Contribution Overview:
MUZZLE is the first fully automated red‑team framework that discovers, executes, and evaluates IPI attacks against web agents in a sandboxed environment with minimal human involvement. Its core innovations are:

  1. Trajectory‑Based Surface Identification: MUZZLE records the agent’s perception‑action loop (DOM snapshots, screenshots, memory traces) to build an execution trajectory. It computes a salience score for each UI element (how much the element influences the agent’s next decision) and an exploitability estimate (how likely an injection there could affect the agent). This yields a ranked list of high‑impact injection surfaces without any manual labeling.
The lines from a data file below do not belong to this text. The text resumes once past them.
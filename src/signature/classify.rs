use thiserror::Error;

use super::{ArgDescriptor, Signature};
use crate::registry::FunctionDef;
use crate::value::Value;

/// Classification failure. A caller bug, never cached.
#[derive(Debug, Clone, PartialEq, Eq, Error)]
pub enum ClassifyError {
    #[error("function `{function}` expects {expected} arguments, got {actual}")]
    ArityMismatch {
        function: String,
        expected: usize,
        actual: usize,
    },
}

/// Derive the call signature from the runtime arguments.
///
/// Deterministic and side-effect-free: identical argument shapes and types
/// always yield an equal signature regardless of argument values. The
/// `mutable` flag comes from the declared parameter, kind and rank from the
/// value itself.
pub fn classify(def: &FunctionDef, args: &[Value]) -> Result<Signature, ClassifyError> {
    if args.len() != def.arity() {
        return Err(ClassifyError::ArityMismatch {
            function: def.name().to_string(),
            expected: def.arity(),
            actual: args.len(),
        });
    }

    let descriptors = args
        .iter()
        .zip(def.params())
        .map(|(value, param)| ArgDescriptor {
            kind: value.element_kind(),
            rank: value.rank(),
            mutable: param.mutable,
        })
        .collect();

    Ok(Signature::new(descriptors))
}
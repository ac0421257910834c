// Call-shape classification.
pub mod classify;
pub mod key;

pub use classify::{classify, ClassifyError};
pub use key::{ArgDescriptor, ElementKind, Signature};
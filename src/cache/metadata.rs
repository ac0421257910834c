use std::time::{Duration, Instant};

/// Metadata for cached kernels.
#[derive(Debug, Clone)]
pub struct KernelMetadata {
    pub created_at: Instant,
    pub compile_time: Duration,
}

impl KernelMetadata {
    pub fn new(compile_time: Duration) -> Self {
        Self {
            created_at: Instant::now(),
            compile_time,
        }
    }
}

impl Default for KernelMetadata {
    fn default() -> Self {
        Self::new(Duration::ZERO)
    }
}
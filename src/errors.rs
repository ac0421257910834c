use thiserror::Error;

use crate::backend::CompileError;
use crate::registry::FunctionId;
use crate::signature::ClassifyError;

/// Errors surfaced by the dispatcher.
///
/// Compilation problems appear here only for strict functions; permissive
/// functions degrade to direct execution instead. Execution errors pass
/// through unchanged.
#[derive(Debug, Error)]
pub enum DispatchError {
    #[error("no function registered under id {}", .0.index())]
    UnknownFunction(FunctionId),

    #[error(transparent)]
    Classify(#[from] ClassifyError),

    #[error("function `{function}` cannot be specialized")]
    Uncompilable {
        function: String,
        #[source]
        source: CompileError,
    },

    #[error(transparent)]
    Execution(anyhow::Error),
}
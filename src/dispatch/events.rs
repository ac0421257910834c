use std::time::Duration;

use parking_lot::Mutex;
use serde::Serialize;

use crate::registry::FunctionId;
use crate::signature::Signature;

/// How a single dispatch was served.
#[derive(Debug, Clone, Copy, PartialEq, Eq, Serialize)]
#[serde(rename_all = "snake_case")]
pub enum DispatchOutcome {
    /// Served from a cached kernel.
    Hit,
    /// Compiled on this call, then served from the new kernel.
    Compiled,
    /// Served by the unspecialized body.
    Fallback,
    /// The call failed, in compilation (strict mode) or execution.
    Error,
}

/// Structured record of one dispatcher invocation.
#[derive(Debug, Clone, Serialize)]
pub struct DispatchEvent {
    pub function: FunctionId,
    pub function_name: String,
    pub signature: Signature,
    pub outcome: DispatchOutcome,
    pub compile_time: Option<Duration>,
    pub execute_time: Duration,
}

/// Receives one event per dispatcher invocation.
pub trait EventSink: Send + Sync {
    fn record(&self, event: &DispatchEvent);
}

/// Sink that retains every event, for tests and diagnostics.
#[derive(Default)]
pub struct MemorySink {
    events: Mutex<Vec<DispatchEvent>>,
}

impl MemorySink {
    pub fn new() -> Self {
        Self::default()
    }

    pub fn events(&self) -> Vec<DispatchEvent> {
        self.events.lock().clone()
    }

    pub fn outcomes(&self) -> Vec<DispatchOutcome> {
        self.events.lock().iter().map(|event| event.outcome).collect()
    }
}

impl EventSink for MemorySink {
    fn record(&self, event: &DispatchEvent) {
        self.events.lock().push(event.clone());
    }
}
  2. Context‑Aware Adaptive Payload Generation: Using the ranked surfaces, a meta‑LLM generator creates multi‑step malicious prompts tailored to a specific adversarial objective (e.g., exfiltrate credentials, corrupt data, cause denial‑of‑service). The payloads are not single strings but structured attack scripts that may span several pages and actions.

  3. Feedback‑Driven Refinement Loop: After injecting a candidate payload, MUZZLE runs the target agent in the sandbox, collects telemetry (success/failure flags, logs, state changes), and feeds this back to a reinforcement‑learning based refiner. The refiner adjusts injection location, wording, or adds auxiliary steps, iterating until the attack succeeds or a budget is exhausted. This adaptive search dramatically reduces the combinatorial explosion of the attack space.
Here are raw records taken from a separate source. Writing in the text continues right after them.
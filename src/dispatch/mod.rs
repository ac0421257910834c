// Signature dispatch engine.
pub mod engine;
pub mod events;

pub use engine::{DispatchConfig, Dispatcher, WaitPolicy};
pub use events::{DispatchEvent, DispatchOutcome, EventSink, MemorySink};
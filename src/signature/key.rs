use std::fmt;
use std::hash::{Hash, Hasher};

use ahash::AHasher;
use serde::Serialize;

/// Element type of an argument after value-independent classification.
#[derive(Debug, Clone, Copy, PartialEq, Eq, Hash, Serialize)]
#[serde(rename_all = "snake_case")]
pub enum ElementKind {
    Int64,
    Float64,
    Bool,
    /// Anything the classifier does not understand. Uncompilable unless the
    /// backend advertises support.
    Opaque,
}

impl ElementKind {
    fn symbol(self) -> &'static str {
        match self {
            ElementKind::Int64 => "i64",
            ElementKind::Float64 => "f64",
            ElementKind::Bool => "bool",
            ElementKind::Opaque => "opaque",
        }
    }
}

/// Classification of one argument position.
#[derive(Debug, Clone, Copy, PartialEq, Eq, Hash, Serialize)]
pub struct ArgDescriptor {
    pub kind: ElementKind,
    /// Number of array dimensions; 0 for scalars.
    pub rank: usize,
    /// Whether the argument may be written in place.
    pub mutable: bool,
}

/// Unique key classifying one call shape.
///
/// Two calls produce equal signatures iff all argument descriptors are
/// pairwise equal; argument values never participate. Immutable once built.
#[derive(Debug, Clone, PartialEq, Eq, Hash, Serialize)]
pub struct Signature {
    args: Vec<ArgDescriptor>,
}

impl Signature {
    pub fn new(args: Vec<ArgDescriptor>) -> Self {
        Self { args }
    }

    pub fn args(&self) -> &[ArgDescriptor] {
        &self.args
    }

    pub fn arity(&self) -> usize {
        self.args.len()
    }

    pub fn has_opaque(&self) -> bool {
        self.args.iter().any(|arg| arg.kind == ElementKind::Opaque)
    }

    /// Compact hash of the full descriptor sequence, for logs and events.
    pub fn fingerprint(&self) -> u64 {
        let mut hasher = AHasher::default();
        for arg in &self.args {
            arg.hash(&mut hasher);
        }
        hasher.finish()
    }
}

impl fmt::Display for Signature {
    fn fmt(&self, f: &mut fmt::Formatter<'_>) -> fmt::Result {
        write!(f, "(")?;
        for (i, arg) in self.args.iter().enumerate() {
            if i > 0 {
                write!(f, ", ")?;
            }
            if arg.mutable {
                write!(f, "mut ")?;
            }
            write!(f, "{}", arg.kind.symbol())?;
            if arg.rank > 0 {
                write!(f, "[{}]", arg.rank)?;
            }
        }
        write!(f, ")")
    }
}
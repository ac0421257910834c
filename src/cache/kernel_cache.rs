use std::collections::HashMap;
use std::sync::atomic::{AtomicU64, Ordering};
use std::sync::Arc;
use std::time::{Duration, Instant};

use parking_lot::{Condvar, Mutex};
use tracing::debug;

use super::{Kernel, KernelKey};
use crate::backend::CompileError;

/// Per-key entry state. Ready and Failed are terminal.
enum KernelState {
    Pending,
    Ready(Arc<Kernel>),
    Failed(CompileError),
}

/// Outcome of one atomic cache consultation.
pub enum Lookup<'a> {
    /// A kernel is already cached for this key.
    Hit(Arc<Kernel>),
    /// No entry existed; the caller now holds the only compile reservation.
    Reserved(Reservation<'a>),
    /// Another caller holds the reservation and compilation is in flight.
    InFlight,
    /// Compilation failed for this key before and is never retried.
    Uncompilable(CompileError),
}

/// How an in-flight entry resolved.
#[derive(Debug, Clone)]
pub enum Resolution {
    Ready(Arc<Kernel>),
    Failed(CompileError),
}

/// Cache of compiled kernels keyed by (function, signature).
///
/// Entries move `Pending -> Ready | Failed` exactly once and are never
/// removed. The entry table is the single shared mutable resource; every
/// reserve, publish, and fail is atomic with respect to the key, and a
/// publish happens-before any later lookup observing the hit.
pub struct KernelCache {
    entries: Mutex<HashMap<KernelKey, KernelState>>,
    resolved: Condvar,
    hits: AtomicU64,
    misses: AtomicU64,
}

impl KernelCache {
    pub fn new() -> Self {
        Self {
            entries: Mutex::new(HashMap::new()),
            resolved: Condvar::new(),
            hits: AtomicU64::new(0),
            misses: AtomicU64::new(0),
        }
    }

    /// The single atomic decision point for a key.
    ///
    /// If no entry exists, one is created in Pending state and the returned
    /// reservation is the only one that will ever be handed out for the key;
    /// concurrent callers observe `InFlight` instead.
    pub fn lookup_or_reserve(&self, key: &KernelKey) -> Lookup<'_> {
        let mut entries = self.entries.lock();
        match entries.get(key) {
            Some(KernelState::Ready(kernel)) => {
                self.hits.fetch_add(1, Ordering::Relaxed);
                Lookup::Hit(Arc::clone(kernel))
            }
            Some(KernelState::Failed(error)) => Lookup::Uncompilable(error.clone()),
            Some(KernelState::Pending) => Lookup::InFlight,
            None => {
                self.misses.fetch_add(1, Ordering::Relaxed);
                entries.insert(key.clone(), KernelState::Pending);
                Lookup::Reserved(Reservation {
                    cache: self,
                    key: key.clone(),
                    done: false,
                })
            }
        }
    }

    /// Block until the entry for `key` resolves.
    ///
    /// Returns `None` if no entry exists, or if `timeout` elapses while the
    /// entry is still pending. A timeout never touches the reservation
    /// itself; the compile keeps running.
    pub fn wait(&self, key: &KernelKey, timeout: Option<Duration>) -> Option<Resolution> {
        let deadline = timeout.map(|limit| Instant::now() + limit);
        let mut entries = self.entries.lock();
        loop {
            match entries.get(key) {
                Some(KernelState::Ready(kernel)) => {
                    return Some(Resolution::Ready(Arc::clone(kernel)));
                }
                Some(KernelState::Failed(error)) => {
                    return Some(Resolution::Failed(error.clone()));
                }
                Some(KernelState::Pending) => {}
                None => return None,
            }
            match deadline {
                None => self.resolved.wait(&mut entries),
                Some(deadline) => {
                    if self.resolved.wait_until(&mut entries, deadline).timed_out() {
                        return match entries.get(key) {
                            Some(KernelState::Ready(kernel)) => {
                                Some(Resolution::Ready(Arc::clone(kernel)))
                            }
                            Some(KernelState::Failed(error)) => {
                                Some(Resolution::Failed(error.clone()))
                            }
                            _ => None,
                        };
                    }
                }
            }
        }
    }

    pub fn contains(&self, key: &KernelKey) -> bool {
        self.entries.lock().contains_key(key)
    }

    pub fn stats(&self) -> CacheStats {
        let entries = self.entries.lock();
        let mut ready = 0;
        let mut failed = 0;
        let mut pending = 0;
        for state in entries.values() {
            match state {
                KernelState::Ready(_) => ready += 1,
                KernelState::Failed(_) => failed += 1,
                KernelState::Pending => pending += 1,
            }
        }
        CacheStats {
            entries: entries.len(),
            ready,
            failed,
            pending,
            hits: self.hits.load(Ordering::Relaxed),
            misses: self.misses.load(Ordering::Relaxed),
        }
    }

    fn resolve(&self, key: &KernelKey, state: KernelState) {
        let mut entries = self.entries.lock();
        entries.insert(key.clone(), state);
        drop(entries);
        self.resolved.notify_all();
    }
}

impl Default for KernelCache {
    fn default() -> Self {
        Self::new()
    }
}

/// Exclusive right to compile one (function, signature) key.
///
/// Must be resolved with [`publish`](Reservation::publish) or
/// [`fail`](Reservation::fail). Dropping it unresolved marks the entry
/// failed so waiters blocked on the key are never stranded by a compile
/// that died.
pub struct Reservation<'a> {
    cache: &'a KernelCache,
    key: KernelKey,
    done: bool,
}

impl Reservation<'_> {
    pub fn key(&self) -> &KernelKey {
        &self.key
    }

    /// Transition the entry to Ready. All waiters observe the hit from now
    /// on. Consumes the reservation; at most one publish per key, ever.
    pub fn publish(mut self, kernel: Arc<Kernel>) -> Arc<Kernel> {
        self.done = true;
        debug!(key = %self.key, "kernel published");
        self.cache
            .resolve(&self.key, KernelState::Ready(Arc::clone(&kernel)));
        kernel
    }

    /// Transition the entry to Failed. Permanent: later lookups for the key
    /// short-circuit without retrying compilation.
    pub fn fail(mut self, error: CompileError) {
        self.done = true;
        debug!(key = %self.key, %error, "kernel compilation failed permanently");
        self.cache.resolve(&self.key, KernelState::Failed(error));
    }
}

impl Drop for Reservation<'_> {
    fn drop(&mut self) {
        if !self.done {
            self.cache.resolve(
                &self.key,
                KernelState::Failed(CompileError::BackendFailure(
                    "compilation abandoned before publishing".into(),
                )),
            );
        }
    }
}

/// Snapshot of cache occupancy and traffic.
#[derive(Debug, Clone, Copy, PartialEq, Eq)]
pub struct CacheStats {
    pub entries: usize,
    pub ready: usize,
    pub failed: usize,
    pub pending: usize,
    pub hits: u64,
    pub misses: u64,
}
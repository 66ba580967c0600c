//! Process-wide logging setup.

/// Initialize process-wide observability (structured logging).
///
/// This is safe to call multiple times; subsequent calls become no-ops.
pub fn init() {
    logging::init("info");
}

/// JSON log output filtered by `RUST_LOG`.
pub mod logging;
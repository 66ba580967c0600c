//! Directory adapters.

mod in_memory;

pub use in_memory::InMemoryDirectory;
  4. Cross‑Application Capability: By leveraging The Zoo—a lightweight Docker‑based multi‑application sandbox—MUZZLE can orchestrate attacks that traverse multiple web services (e.g., a comment injection on a forum that later steals an authentication token from an e‑mail service). This enables the discovery of novel cross‑application IPI attacks not previously reported.

  5. Reproducible End‑to‑End Evaluation: All attacks are executed inside deterministic containers, with full logging of agent actions, injected payloads, and resulting system state. Researchers can replay any discovered attack, facilitating comparative studies and benchmark creation.

System Architecture:

  • Trajectory Analyzer captures agent observations and actions, builds a graph of visited UI elements, and scores them.
  • Payload Generator (a meta‑LLM with few‑shot prompts) produces candidate malicious instructions conditioned on the target objective and the selected UI element.
  • Execution Engine runs the target web agent against the modified web pages inside The Zoo, exposing both DOM and visual channels.
  • Refinement Module employs a policy‑gradient method to update the generation policy based on success signals.

Experimental Setup:

  • Web Applications: Four representative sites (e‑commerce, forum, CMS, email client) deployed in The Zoo.
  • Agents: Three configurations—DOM‑based, visual‑only, and cloud‑hosted agents—each driven by a different LLM (Claude‑2, GPT‑4, Llama‑2).
  • Adversarial Objectives: Ten goals covering confidentiality (data exfiltration), integrity (unauthorized actions), and availability (task disruption).

Results:

  • MUZZLE discovered 37 distinct IPI attacks across the four apps, many of which were not captured by prior manual or static methods.
  • Two cross‑application attacks were identified, where a payload injected in one service compromised credentials used by another service.
  • One agent‑tailored phishing scenario demonstrated that MUZZLE can synthesize a convincing phishing page that tricks the agent into submitting user credentials.
  • On average, each successful attack required 3.2 refinement iterations and completed within ≈12 minutes of wall‑clock time per application, showing practical scalability.

Key Insights:

  • Leveraging the agent’s own execution trace to prioritize injection points yields far higher attack yield than naïve exhaustive scanning.
  • Multi‑step, context‑aware payloads are essential; many successful attacks required chaining actions (login → comment → data leak).
  • Adaptive refinement dramatically improves success rates in a noisy, dynamic web environment where static payloads often fail.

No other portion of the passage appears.